::: Supplied records

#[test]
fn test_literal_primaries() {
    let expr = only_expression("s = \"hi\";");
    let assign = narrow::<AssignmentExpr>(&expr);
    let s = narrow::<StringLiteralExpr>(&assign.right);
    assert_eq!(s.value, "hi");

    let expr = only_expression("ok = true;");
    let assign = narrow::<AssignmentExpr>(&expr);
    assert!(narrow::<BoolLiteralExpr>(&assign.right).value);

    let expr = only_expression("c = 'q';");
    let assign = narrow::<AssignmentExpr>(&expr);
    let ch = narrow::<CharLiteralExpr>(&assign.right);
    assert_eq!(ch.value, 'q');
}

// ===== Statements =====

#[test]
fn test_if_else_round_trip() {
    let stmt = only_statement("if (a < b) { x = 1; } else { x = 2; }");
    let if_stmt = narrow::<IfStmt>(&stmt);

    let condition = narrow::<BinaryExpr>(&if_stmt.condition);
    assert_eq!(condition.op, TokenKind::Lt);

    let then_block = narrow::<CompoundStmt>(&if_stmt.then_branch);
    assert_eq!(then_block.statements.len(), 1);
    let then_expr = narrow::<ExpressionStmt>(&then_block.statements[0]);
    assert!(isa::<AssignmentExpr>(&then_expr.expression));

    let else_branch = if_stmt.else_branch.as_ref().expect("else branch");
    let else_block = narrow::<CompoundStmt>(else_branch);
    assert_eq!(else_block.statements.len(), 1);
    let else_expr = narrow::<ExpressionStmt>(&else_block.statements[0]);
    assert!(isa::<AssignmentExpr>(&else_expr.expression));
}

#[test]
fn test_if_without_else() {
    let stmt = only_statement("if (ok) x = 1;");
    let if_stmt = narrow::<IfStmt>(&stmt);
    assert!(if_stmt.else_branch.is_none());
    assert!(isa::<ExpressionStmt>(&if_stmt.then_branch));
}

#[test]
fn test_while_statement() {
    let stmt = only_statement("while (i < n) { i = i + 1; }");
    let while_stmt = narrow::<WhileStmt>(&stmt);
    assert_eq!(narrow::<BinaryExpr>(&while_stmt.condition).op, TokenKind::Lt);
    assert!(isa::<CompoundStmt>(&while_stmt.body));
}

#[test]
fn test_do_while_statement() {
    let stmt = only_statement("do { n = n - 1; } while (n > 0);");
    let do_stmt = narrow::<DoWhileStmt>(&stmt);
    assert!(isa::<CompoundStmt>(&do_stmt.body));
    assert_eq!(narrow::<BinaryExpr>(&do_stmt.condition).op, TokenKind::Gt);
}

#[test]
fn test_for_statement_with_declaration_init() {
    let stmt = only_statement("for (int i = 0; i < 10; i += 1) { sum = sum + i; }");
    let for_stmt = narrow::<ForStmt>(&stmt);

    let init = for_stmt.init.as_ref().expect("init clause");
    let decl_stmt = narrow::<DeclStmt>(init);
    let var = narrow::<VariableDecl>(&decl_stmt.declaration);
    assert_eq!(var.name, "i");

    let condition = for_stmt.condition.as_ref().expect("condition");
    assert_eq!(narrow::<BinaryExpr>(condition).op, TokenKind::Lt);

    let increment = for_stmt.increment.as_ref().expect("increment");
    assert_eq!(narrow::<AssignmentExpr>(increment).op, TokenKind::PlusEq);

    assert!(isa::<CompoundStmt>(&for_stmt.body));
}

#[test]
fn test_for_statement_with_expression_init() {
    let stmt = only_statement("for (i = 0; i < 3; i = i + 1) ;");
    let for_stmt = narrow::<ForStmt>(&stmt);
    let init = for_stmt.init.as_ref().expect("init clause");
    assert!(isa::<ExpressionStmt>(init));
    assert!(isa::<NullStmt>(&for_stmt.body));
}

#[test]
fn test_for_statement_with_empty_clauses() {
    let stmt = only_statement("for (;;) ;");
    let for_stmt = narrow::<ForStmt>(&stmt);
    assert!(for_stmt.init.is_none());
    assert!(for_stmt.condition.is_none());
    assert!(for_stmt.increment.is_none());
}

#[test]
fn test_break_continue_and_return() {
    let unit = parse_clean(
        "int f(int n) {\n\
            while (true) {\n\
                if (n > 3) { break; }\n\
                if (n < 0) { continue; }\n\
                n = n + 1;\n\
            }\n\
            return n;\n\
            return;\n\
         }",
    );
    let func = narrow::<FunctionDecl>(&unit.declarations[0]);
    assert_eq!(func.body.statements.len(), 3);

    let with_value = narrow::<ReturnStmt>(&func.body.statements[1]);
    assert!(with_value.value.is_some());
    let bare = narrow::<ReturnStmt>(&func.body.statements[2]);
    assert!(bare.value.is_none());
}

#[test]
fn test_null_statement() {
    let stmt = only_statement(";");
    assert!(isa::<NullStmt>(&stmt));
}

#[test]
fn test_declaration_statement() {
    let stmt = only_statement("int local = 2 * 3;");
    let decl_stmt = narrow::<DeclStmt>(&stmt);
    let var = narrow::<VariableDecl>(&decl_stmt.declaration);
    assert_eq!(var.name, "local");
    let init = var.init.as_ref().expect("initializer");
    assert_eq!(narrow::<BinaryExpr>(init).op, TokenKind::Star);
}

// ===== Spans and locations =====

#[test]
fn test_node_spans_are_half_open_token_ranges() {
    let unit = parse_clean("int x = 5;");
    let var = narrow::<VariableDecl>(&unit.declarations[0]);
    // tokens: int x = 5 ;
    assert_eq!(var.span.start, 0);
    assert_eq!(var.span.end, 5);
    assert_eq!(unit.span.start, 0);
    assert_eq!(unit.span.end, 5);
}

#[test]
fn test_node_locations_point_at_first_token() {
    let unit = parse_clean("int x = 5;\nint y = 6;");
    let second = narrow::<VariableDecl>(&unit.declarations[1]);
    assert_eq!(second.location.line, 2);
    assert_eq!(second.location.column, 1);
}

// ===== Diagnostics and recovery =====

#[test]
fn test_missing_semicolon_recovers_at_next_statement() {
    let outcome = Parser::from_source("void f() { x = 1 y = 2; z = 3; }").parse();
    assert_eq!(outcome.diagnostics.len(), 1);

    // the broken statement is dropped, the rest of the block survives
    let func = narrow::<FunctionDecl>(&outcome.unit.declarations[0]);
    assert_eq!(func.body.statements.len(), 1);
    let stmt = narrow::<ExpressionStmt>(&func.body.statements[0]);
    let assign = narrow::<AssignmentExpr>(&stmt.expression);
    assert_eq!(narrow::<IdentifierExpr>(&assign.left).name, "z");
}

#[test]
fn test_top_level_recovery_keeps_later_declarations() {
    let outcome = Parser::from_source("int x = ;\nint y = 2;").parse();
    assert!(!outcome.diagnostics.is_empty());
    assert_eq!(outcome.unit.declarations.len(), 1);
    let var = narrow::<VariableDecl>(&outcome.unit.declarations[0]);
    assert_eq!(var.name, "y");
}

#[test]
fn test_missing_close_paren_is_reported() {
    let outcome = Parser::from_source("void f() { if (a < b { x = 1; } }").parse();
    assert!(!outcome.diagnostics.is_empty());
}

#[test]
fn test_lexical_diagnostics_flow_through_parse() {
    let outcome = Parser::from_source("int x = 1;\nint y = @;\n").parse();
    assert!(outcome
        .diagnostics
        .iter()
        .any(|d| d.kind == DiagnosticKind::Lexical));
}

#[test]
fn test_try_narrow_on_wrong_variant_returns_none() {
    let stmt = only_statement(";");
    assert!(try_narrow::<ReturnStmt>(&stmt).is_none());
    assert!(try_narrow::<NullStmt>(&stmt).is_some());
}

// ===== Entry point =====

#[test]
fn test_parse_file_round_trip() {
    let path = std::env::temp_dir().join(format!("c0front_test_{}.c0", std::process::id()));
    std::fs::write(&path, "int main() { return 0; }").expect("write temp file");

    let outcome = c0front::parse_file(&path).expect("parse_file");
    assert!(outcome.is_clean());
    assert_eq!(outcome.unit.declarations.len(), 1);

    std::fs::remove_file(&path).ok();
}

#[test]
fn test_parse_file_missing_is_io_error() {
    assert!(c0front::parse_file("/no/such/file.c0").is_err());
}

::::::

Exercise directions
Retype only the lines above between the line with "let stmt = narrow::<ExpressionStmt>(&func.body.statements[0]);" and the line with "assert!(try_narrow::<ReturnStmt>(&stmt).is_none());", counting those two lines as well, and keep every character as it is.

Task result
    let stmt = narrow::<ExpressionStmt>(&func.body.statements[0]);
    let assign = narrow::<AssignmentExpr>(&stmt.expression);
    assert_eq!(narrow::<IdentifierExpr>(&assign.left).name, "z");
}

#[test]
fn test_top_level_recovery_keeps_later_declarations() {
    let outcome = Parser::from_source("int x = ;\nint y = 2;").parse();
    assert!(!outcome.diagnostics.is_empty());
    assert_eq!(outcome.unit.declarations.len(), 1);
    let var = narrow::<VariableDecl>(&outcome.unit.declarations[0]);
    assert_eq!(var.name, "y");
}

#[test]
fn test_missing_close_paren_is_reported() {
    let outcome = Parser::from_source("void f() { if (a < b { x = 1; } }").parse();
    assert!(!outcome.diagnostics.is_empty());
}

#[test]
fn test_lexical_diagnostics_flow_through_parse() {
    let outcome = Parser::from_source("int x = 1;\nint y = @;\n").parse();
    assert!(outcome
        .diagnostics
        .iter()
        .any(|d| d.kind == DiagnosticKind::Lexical));
}

#[test]
fn test_try_narrow_on_wrong_variant_returns_none() {
    let stmt = only_statement(";");
    assert!(try_narrow::<ReturnStmt>(&stmt).is_none());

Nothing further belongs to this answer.